Source code for refl1d.lib_numba.convolve

import numba
from math import erf, sqrt, exp

PI4 = 12.56637061435917295385
PI_180 = 0.01745329251994329576
LN256 = 5.54517744447956247533
SQRT2 = 1.41421356237309504880
SQRT2PI = 2.50662827463100050241
LOG_RESLIMIT = -6.90775527898213703123
root_12_over_2 = sqrt(3)



[docs]
@numba.njit('(f8[:], f8[:], f8[:], f8[:], f8[:])', cache=True, parallel=False)
def convolve_uniform(xi, yi, x, dx, y):
    left_index = 0
    N_xi = len(xi)
    N_x = len(x)
    for k in numba.prange(N_x):
        x_k = x[k]
        # Convert 1-sigma width to 1/2 width of the region
        limit = dx[k] * root_12_over_2
        # print(f"point {x_k} +/- {limit}")
        # Find integration limits, bound by the range of the data
        left, right = max(x_k - limit, xi[0]), min(x_k + limit, xi[-1])
        if right < left:
            # Convolution does not overlap data range.
            y[k] = 0.
            continue

        # Find the starting point for the convolution by first scanning
        # forward until we reach the next point greater than the limit
        # (we might already be there if the next output point has wider
        # resolution than the current point), then scanning backwards to
        # get to the last point before the limit. Make sure we have at
        # least one interval so that we don't have to check edge cases
        # later.
        while left_index < N_xi-2 and xi[left_index] < left:
            left_index += 1
        while left_index > 0 and xi[left_index] > left:
            left_index -= 1

        # Set the first interval.
        total = 0.
        right_index = left_index + 1
        x1, y1 = xi[left_index], yi[left_index]
        x2, y2 = xi[right_index], yi[right_index]

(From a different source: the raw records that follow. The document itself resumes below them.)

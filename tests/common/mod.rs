#![allow(dead_code)]

use std::collections::{HashMap, HashSet};
use std::sync::Mutex;

use auth_gate::backend::{Backend, BackendError};
use axum::http::HeaderMap;
use serde_json::{json, Value};

/// Canned backend for driving the router without a real database.
pub struct StubBackend {
    responses: HashMap<String, Value>,
    transport_failures: HashSet<String>,
    head_status: u16,
    calls: Mutex<Vec<String>>,
}

impl Default for StubBackend {
    fn default() -> Self {
        Self {
            responses: HashMap::new(),
            transport_failures: HashSet::new(),
            head_status: 200,
            calls: Mutex::new(Vec::new()),
        }
    }
}

impl StubBackend {
    pub fn with_session(mut self, name: Option<&str>, roles: &[&str]) -> Self {
        self.responses.insert(
            "/_session".to_string(),
            json!({ "ok": true, "userCtx": { "name": name, "roles": roles } }),
        );
        self
    }

    pub fn with_profile(mut self, name: &str, facility_id: Option<&str>) -> Self {
        let mut doc = json!({ "_id": format!("org.couchdb.user:{name}") });
        if let Some(facility_id) = facility_id {
            doc["facility_id"] = json!(facility_id);
        }
        self.responses
            .insert(format!("/_users/org.couchdb.user:{name}"), doc);
        self
    }

    pub fn with_head_status(mut self, status: u16) -> Self {
        self.head_status = status;
        self
    }

    pub fn failing(mut self, path: &str) -> Self {
        self.transport_failures.insert(path.to_string());
        self
    }

    pub fn calls(&self) -> Vec<String> {
        self.calls.lock().unwrap().clone()
    }
}

#[async_trait::async_trait]
impl Backend for StubBackend {
    async fn get_json(&self, path: &str, _headers: &HeaderMap) -> Result<Value, BackendError> {
        self.calls.lock().unwrap().push(format!("GET {path}"));
        if self.transport_failures.contains(path) {
            return Err(BackendError::Transport("connection refused".to_string()));
        }
        self.responses
            .get(path)
            .cloned()
            .ok_or(BackendError::InvalidBody)
    }

    async fn head(&self, path: &str, _headers: &HeaderMap) -> Result<u16, BackendError> {
        self.calls.lock().unwrap().push(format!("HEAD {path}"));
        if self.transport_failures.contains(path) {
            return Err(BackendError::Transport("connection refused".to_string()));
        }
        Ok(self.head_status)
    }
}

        # Subtract the excess from left interval before the left edge.
        # print(f" left {left} in {(x1, y1)}, {(x2, y2)}")
        if x1 < left:
            # Subtract the area of the rectangle from (x1, 0) to (left, y1)
            # plus 1/2 the rectangle from (x1, y1) to (left, y'),
            # where y' is y value where the line (x1, y1) to (x2, y2)
            # intersects x=left. This can be computed as follows:
            #    offset = left - x1
            #    slope = (y2 - y1)/(x2 - x1)
            #    yleft = y1 + slope*offset
            #    area = offset * y1 + offset * (yleft-y1)/2
            # It can be simplified to the following:
            #    area = offset * (y1 + slope*offset/2)
            offset = left - x1
            slope = (y2 - y1)/(x2 - x1)
            area = offset * (y1 + 0.5*slope*offset)
            total -= area
            # print(f" left correction {area}")

        # Do trapezoidal integration up to and including the end interval
        while right_index < N_xi-1 and x2 < right:
            # Add the current interval if it isn't empty
            if x1 != x2:
                area = 0.5*(y1 + y2)*(x2 - x1)
                total += area
                # print(f" adding {(x1,y1)}, {(x2, y2)} as {area}")
            # Move to the next interval
            right_index += 1
            x1, y1, x2, y2 = x2, y2, xi[right_index], yi[right_index]
        if x1 != x2:
            area = 0.5*(y1 + y2)*(x2 - x1)
            total += area
            # print(f" adding final {(x1,y1)}, {(x2, y2)} as {area}")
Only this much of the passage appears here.